Alors un homme âgé, aubergiste, dit : parle-nous de boire et de manger.
Il répondit :
J’espérerais que vous puissiez vivre telle une plante, qui de la lumière s’alimente Et sente le parfum de la terre.
Mais comme faire mourir est, pour vous, pour se nourrir et afin que votre soif soit
Étanchée, le nouveau-né du lait de sa mère est arraché, que ce soit un fait de respect.
Et que votre table ronde soit une réception d’offrandes, on sacrifie de pauvres et innocentes créatures qui traînent dans la plaine et la nature, au profit de ce que l’homme a de plus pur.
Quand une bête de vos mains meurt, dites-lui en votre cœur :
« Par cette même force qui te sacrifie, va aussi m’immoler et je serai avalé.

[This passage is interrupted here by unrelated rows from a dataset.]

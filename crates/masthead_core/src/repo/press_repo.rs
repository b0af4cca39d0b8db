//! Press registry contract and in-memory implementation.
//!
//! # Responsibility
//! - Register authors, magazines and articles into ordered registries.
//! - Validate association targets on every write.
//!
//! # Invariants
//! - A registered article's author/magazine ids always refer to
//!   registered entities.
//! - Registries preserve insertion order, grow monotonically, and are
//!   only emptied by `clear`.
//! - A failed registration leaves every registry untouched.

use crate::model::article::{Article, ArticleId};
use crate::model::author::{Author, AuthorId};
use crate::model::magazine::{Magazine, MagazineId};
use crate::model::ValidationError;
use log::info;
use std::error::Error;
use std::fmt::{Display, Formatter};

pub type RepoResult<T> = Result<T, RepoError>;

/// Registry error for registration, lookup and association operations.
#[derive(Debug)]
pub enum RepoError {
    Validation(ValidationError),
    AuthorNotFound(AuthorId),
    MagazineNotFound(MagazineId),
    ArticleNotFound(ArticleId),
}

impl Display for RepoError {
    fn fmt(&self, f: &mut Formatter<'_>) -> std::fmt::Result {
        match self {
            Self::Validation(err) => write!(f, "{err}"),
            Self::AuthorNotFound(id) => write!(f, "author not found: {id}"),
            Self::MagazineNotFound(id) => write!(f, "magazine not found: {id}"),
            Self::ArticleNotFound(id) => write!(f, "article not found: {id}"),
        }
    }
}

impl Error for RepoError {
    fn source(&self) -> Option<&(dyn Error + 'static)> {
        match self {
            Self::Validation(err) => Some(err),
            _ => None,
        }
    }
}

impl From<ValidationError> for RepoError {
    fn from(value: ValidationError) -> Self {
        Self::Validation(value)
    }
}

/// Registry interface for entity registration and lookup.
///
/// Reads borrow from the registry; writes take `&mut self`. A concurrent
/// host must serialize access externally, no internal locking is done.
pub trait PressRepository {
    /// Registers a new author, returning its stable id.
    fn add_author(&mut self, name: &str) -> RepoResult<AuthorId>;
    /// Registers a new magazine, returning its stable id.
    fn add_magazine(&mut self, name: &str, category: &str) -> RepoResult<MagazineId>;
    /// Registers a new article for an existing author and magazine.
    fn add_article(
        &mut self,
        author: AuthorId,
        magazine: MagazineId,
        title: &str,
    ) -> RepoResult<ArticleId>;

    fn get_author(&self, id: AuthorId) -> Option<&Author>;
    fn get_magazine(&self, id: MagazineId) -> Option<&Magazine>;
    fn get_article(&self, id: ArticleId) -> Option<&Article>;

    /// Every registered author, in registration order.
    fn authors(&self) -> &[Author];
    /// Every registered magazine, in registration order.
    fn magazines(&self) -> &[Magazine];
    /// Every registered article, in registration order.
    fn articles(&self) -> &[Article];

    /// Attempts to rename an author. Author names are immutable, so this
    /// returns `Ok(false)` for any registered author; only an unknown id
    /// is an error.
    fn rename_author(&mut self, id: AuthorId, new_name: &str) -> RepoResult<bool>;
    /// Attempts to rename a magazine. An invalid name is silently ignored
    /// (`Ok(false)`), a valid one replaces the prior value (`Ok(true)`).
    fn rename_magazine(&mut self, id: MagazineId, new_name: &str) -> RepoResult<bool>;
    /// Attempts to recategorize a magazine, with the same contract as
    /// `rename_magazine`.
    fn recategorize_magazine(&mut self, id: MagazineId, new_category: &str) -> RepoResult<bool>;

    /// Repoints an article at another registered author.
    fn set_article_author(&mut self, article: ArticleId, author: AuthorId) -> RepoResult<()>;
    /// Repoints an article at another registered magazine.
    fn set_article_magazine(&mut self, article: ArticleId, magazine: MagazineId)
        -> RepoResult<()>;

    /// Empties every registry. Meant for test isolation between
    /// independent scenarios.
    fn clear(&mut self);
}

/// In-memory registry holding all constructed entities for the lifetime
/// of the repository. This object *is* the data store; relationship
/// queries scan it live and no denormalized state exists to drift.
#[derive(Debug, Default)]
pub struct InMemoryPressRepository {
    authors: Vec<Author>,
    magazines: Vec<Magazine>,
    articles: Vec<Article>,
}

impl InMemoryPressRepository {
    pub fn new() -> Self {
        Self::default()
    }
}

impl PressRepository for InMemoryPressRepository {
    fn add_author(&mut self, name: &str) -> RepoResult<AuthorId> {
        let author = Author::new(name)?;
        let id = author.id();
        self.authors.push(author);
        Ok(id)
    }

    fn add_magazine(&mut self, name: &str, category: &str) -> RepoResult<MagazineId> {
        let magazine = Magazine::new(name, category)?;
        let id = magazine.id();
        self.magazines.push(magazine);
        Ok(id)
    }

    fn add_article(
        &mut self,
        author: AuthorId,
        magazine: MagazineId,
        title: &str,
    ) -> RepoResult<ArticleId> {
        if self.get_author(author).is_none() {
            return Err(RepoError::AuthorNotFound(author));
        }
        if self.get_magazine(magazine).is_none() {
            return Err(RepoError::MagazineNotFound(magazine));
        }

        let article = Article::new(author, magazine, title)?;
        let id = article.id();
        self.articles.push(article);
        Ok(id)
    }

    fn get_author(&self, id: AuthorId) -> Option<&Author> {
        self.authors.iter().find(|author| author.id() == id)
    }

    fn get_magazine(&self, id: MagazineId) -> Option<&Magazine> {
        self.magazines.iter().find(|magazine| magazine.id() == id)
    }

    fn get_article(&self, id: ArticleId) -> Option<&Article> {
        self.articles.iter().find(|article| article.id() == id)
    }

    fn authors(&self) -> &[Author] {
        &self.authors
    }

    fn magazines(&self) -> &[Magazine] {
        &self.magazines
    }

    fn articles(&self) -> &[Article] {
        &self.articles
    }

    fn rename_author(&mut self, id: AuthorId, new_name: &str) -> RepoResult<bool> {
        let author = self
            .authors
            .iter_mut()
            .find(|author| author.id() == id)
            .ok_or(RepoError::AuthorNotFound(id))?;
        Ok(author.try_rename(new_name))
    }

    fn rename_magazine(&mut self, id: MagazineId, new_name: &str) -> RepoResult<bool> {
        let magazine = self
            .magazines
            .iter_mut()
            .find(|magazine| magazine.id() == id)
            .ok_or(RepoError::MagazineNotFound(id))?;
        Ok(magazine.try_set_name(new_name))
    }

    fn recategorize_magazine(&mut self, id: MagazineId, new_category: &str) -> RepoResult<bool> {
        let magazine = self
            .magazines
            .iter_mut()
            .find(|magazine| magazine.id() == id)
            .ok_or(RepoError::MagazineNotFound(id))?;
        Ok(magazine.try_set_category(new_category))
    }

    fn set_article_author(&mut self, article: ArticleId, author: AuthorId) -> RepoResult<()> {
        if self.get_author(author).is_none() {
            return Err(RepoError::AuthorNotFound(author));
        }
        let article = self
            .articles
            .iter_mut()
            .find(|candidate| candidate.id() == article)
            .ok_or(RepoError::ArticleNotFound(article))?;
        article.set_author(author);
        Ok(())
    }

    fn set_article_magazine(
        &mut self,
        article: ArticleId,
        magazine: MagazineId,
    ) -> RepoResult<()> {
        if self.get_magazine(magazine).is_none() {
            return Err(RepoError::MagazineNotFound(magazine));
        }
        let article = self
            .articles
            .iter_mut()
            .find(|candidate| candidate.id() == article)
            .ok_or(RepoError::ArticleNotFound(article))?;
        article.set_magazine(magazine);
        Ok(())
    }

    fn clear(&mut self) {
        info!(
            "event=registry_clear module=repo status=ok authors={} magazines={} articles={}",
            self.authors.len(),
            self.magazines.len(),
            self.articles.len()
        );
        self.authors.clear();
        self.magazines.clear();
        self.articles.clear();
    }
}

Car le droit qui t’a remis entre mes doigts me remettra entre d’autres plus puissants et plus froids.
Nos deux sangs ne sont que la sève de l’arbre céleste. »
Et quand de vos dents vous broyez un fruit, en votre cœur dites-lui :
« Dans mon corps tes graines demeureront en vie et dans mon cœur tes bourgeons seront fleuris.
Ton parfum serait ce que je respirais,
Et avec toi, par toutes les saisons, je réjouirais. »
A l'automne, lors de la cueillette du raisin de vos vignes, en votre cœur dites
« Moi aussi est une vigne et mes grappes seront pressées,
Et comme le vin de l’année, dans des jarres, je serai classé. »
En hiver, pour chaque coupe, il y a en votre cœur, une chanson de mémoire,
On rappelle les jours d’automne, la vigne et le pressoir.